_Work to be completed_
Please copy out every line in the entries that includes the word "ConnectionState".

=== Section Start ===

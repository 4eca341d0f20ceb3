//! Queue-group member selection

use std::collections::HashMap;

/// Picks the single member of a queue group that receives a message.
///
/// Members are chosen round-robin per group, skipping members that are not
/// ready (closed or disconnected), so instances sharing a group take turns.
#[derive(Debug, Default)]
pub struct GroupBalancer {
    counters: HashMap<String, usize>,
}

/// A candidate subscription in a queue group
pub trait GroupMember {
    fn ready(&self) -> bool;
}

impl GroupBalancer {
    pub fn new() -> Self {
        Self::default()
    }

    /// Select a member of `group` among `members`, or `None` if none is ready
    pub fn select<'a, M: GroupMember>(&mut self, group: &str, members: &[&'a M]) -> Option<&'a M> {
        let ready: Vec<&'a M> = members.iter().copied().filter(|m| m.ready()).collect();
        if ready.is_empty() {
            return None;
        }

        let counter = self.counters.entry(group.to_string()).or_insert(0);
        let current = *counter;
        *counter = counter.wrapping_add(1);
        ready.get(current % ready.len()).copied()
    }

    /// Forget the rotation of every group for which `live` is false
    pub fn retain_groups<F: Fn(&str) -> bool>(&mut self, live: F) {
        self.counters.retain(|group, _| live(group));
    }
}
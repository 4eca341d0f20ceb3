//! NATS transport
//!
//! Wraps an `async_nats::Client`. Each subscription is bridged onto the same
//! [`Subscription`] channel the in-process bus hands out, and connection
//! events from the client drive the [`ConnectionState`] watch so the runtime
//! can hold heartbeats while the server is unreachable.

use crate::subject::{validate_pattern, validate_subject};
use crate::{ConnectionState, Message, Result, Subscription, Transport, TransportError};
use async_nats::{Client, ConnectOptions, Event, ServerAddr};
use async_trait::async_trait;
use futures::StreamExt;
use std::sync::Arc;
use tokio::sync::{mpsc, watch};
use tracing::{debug, info, trace, warn};

/// A client connection to one or more NATS servers
pub struct NatsConnection {
    name: String,
    client: Client,
    state: Arc<watch::Sender<ConnectionState>>,
}

impl NatsConnection {
    /// Connect to the first reachable server among `endpoints`
    pub async fn connect(endpoints: &[String], name: impl Into<String>) -> Result<Self> {
        let name = name.into();
        let servers = parse_endpoints(endpoints)?;

        let (state, _) = watch::channel(ConnectionState::Connecting);
        let state = Arc::new(state);
        let events = state.clone();
        let connection_name = name.clone();

        let client = ConnectOptions::new()
            .name(&name)
            .event_callback(move |event| {
                let events = events.clone();
                let connection_name = connection_name.clone();
                async move {
                    match state_for(&event) {
                        Some(next) => {
                            info!("Connection {} is {:?}", connection_name, next);
                            events.send_replace(next);
                        }
                        None => warn!("Connection {}: {}", connection_name, event),
                    }
                }
            })
            .connect(servers.as_slice())
            .await
            .map_err(|e| TransportError::Connect(e.to_string()))?;

        state.send_replace(ConnectionState::Connected);
        info!("Connection {} opened to {:?}", name, endpoints);

        Ok(Self {
            name,
            client,
            state,
        })
    }

    pub fn state(&self) -> ConnectionState {
        *self.state.borrow()
    }
}

fn parse_endpoints(endpoints: &[String]) -> Result<Vec<ServerAddr>> {
    if endpoints.is_empty() {
        return Err(TransportError::Connect("no endpoints configured".to_string()));
    }
    endpoints
        .iter()
        .map(|endpoint| {
            endpoint
                .parse::<ServerAddr>()
                .map_err(|e| TransportError::Connect(format!("{}: {}", endpoint, e)))
        })
        .collect()
}

/// Connection state implied by a client event, if any
fn state_for(event: &Event) -> Option<ConnectionState> {
    match event {
        Event::Connected => Some(ConnectionState::Connected),
        Event::Disconnected => Some(ConnectionState::Disconnected),
        _ => None,
    }
}

#[async_trait]
impl Transport for NatsConnection {
    async fn publish(&self, subject: &str, reply_to: Option<&str>, payload: Vec<u8>) -> Result<()> {
        validate_subject(subject)?;
        let published = match reply_to {
            Some(reply_to) => {
                validate_subject(reply_to)?;
                self.client
                    .publish_with_reply(subject.to_string(), reply_to.to_string(), payload.into())
                    .await
            }
            None => self.client.publish(subject.to_string(), payload.into()).await,
        };
        published.map_err(|e| TransportError::ConnectionLost(e.to_string()))?;
        trace!(subject = subject, "Published");
        Ok(())
    }

    async fn subscribe(&self, subject: &str, queue_group: Option<&str>) -> Result<Subscription> {
        validate_pattern(subject)?;
        let subscribed = match queue_group {
            Some(group) => {
                self.client
                    .queue_subscribe(subject.to_string(), group.to_string())
                    .await
            }
            None => self.client.subscribe(subject.to_string()).await,
        };
        let mut subscriber = subscribed.map_err(|e| TransportError::ConnectionLost(e.to_string()))?;

        let (sender, receiver) = mpsc::unbounded_channel();
        let pattern = subject.to_string();
        tokio::spawn(async move {
            loop {
                tokio::select! {
                    _ = sender.closed() => {
                        if let Err(e) = subscriber.unsubscribe().await {
                            debug!("Unsubscribe from {} failed: {}", pattern, e);
                        }
                        break;
                    }
                    message = subscriber.next() => match message {
                        Some(message) => {
                            let message = Message {
                                subject: message.subject.to_string(),
                                reply_to: message.reply.map(|reply| reply.to_string()),
                                payload: message.payload.to_vec(),
                            };
                            if sender.send(message).is_err() {
                                break;
                            }
                        }
                        None => break,
                    },
                }
            }
            debug!("Subscription to {} ended", pattern);
        });

        debug!(
            connection = %self.name,
            subject = subject,
            queue_group = ?queue_group,
            "Subscribed"
        );
        Ok(Subscription::new(subject, queue_group.map(String::from), receiver))
    }

    fn connection(&self) -> watch::Receiver<ConnectionState> {
        self.state.subscribe()
    }

    fn name(&self) -> &str {
        &self.name
    }
}
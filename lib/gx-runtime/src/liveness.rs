//! Heartbeat-based liveness for the development broker

use std::time::Duration;

/// Liveness policy configuration
#[derive(Clone, Debug)]
pub struct LivenessConfig {
    /// Interval assumed for instances that have not announced or shown one
    pub heartbeat_interval: Duration,
    /// Number of consecutive heartbeats that may be missed before eviction
    pub missed_heartbeats: u32,
    /// Interval between eviction sweeps
    pub sweep_interval: Duration,
}

impl Default for LivenessConfig {
    fn default() -> Self {
        Self {
            heartbeat_interval: Duration::from_millis(1000),
            missed_heartbeats: 3,
            sweep_interval: Duration::from_millis(1000),
        }
    }
}

impl LivenessConfig {
    /// Expect heartbeats every `interval`, sweeping at the same pace
    pub fn with_heartbeat_interval(interval: Duration) -> Self {
        Self {
            heartbeat_interval: interval,
            sweep_interval: interval,
            ..Self::default()
        }
    }

    /// Longest silence tolerated from a service heartbeating every `interval`
    pub fn max_silence_for(&self, interval: Option<Duration>) -> Duration {
        interval.unwrap_or(self.heartbeat_interval) * self.missed_heartbeats.max(1)
    }

    /// Longest silence tolerated from a service of unknown interval
    pub fn max_silence(&self) -> Duration {
        self.max_silence_for(None)
    }
}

=== Section End ===

_Answer to the problem_
//! events from the client drive the [`ConnectionState`] watch so the runtime
use crate::{ConnectionState, Message, Result, Subscription, Transport, TransportError};
    state: Arc<watch::Sender<ConnectionState>>,
        let (state, _) = watch::channel(ConnectionState::Connecting);
        state.send_replace(ConnectionState::Connected);
    pub fn state(&self) -> ConnectionState {
fn state_for(event: &Event) -> Option<ConnectionState> {
        Event::Connected => Some(ConnectionState::Connected),
        Event::Disconnected => Some(ConnectionState::Disconnected),
    fn connection(&self) -> watch::Receiver<ConnectionState> {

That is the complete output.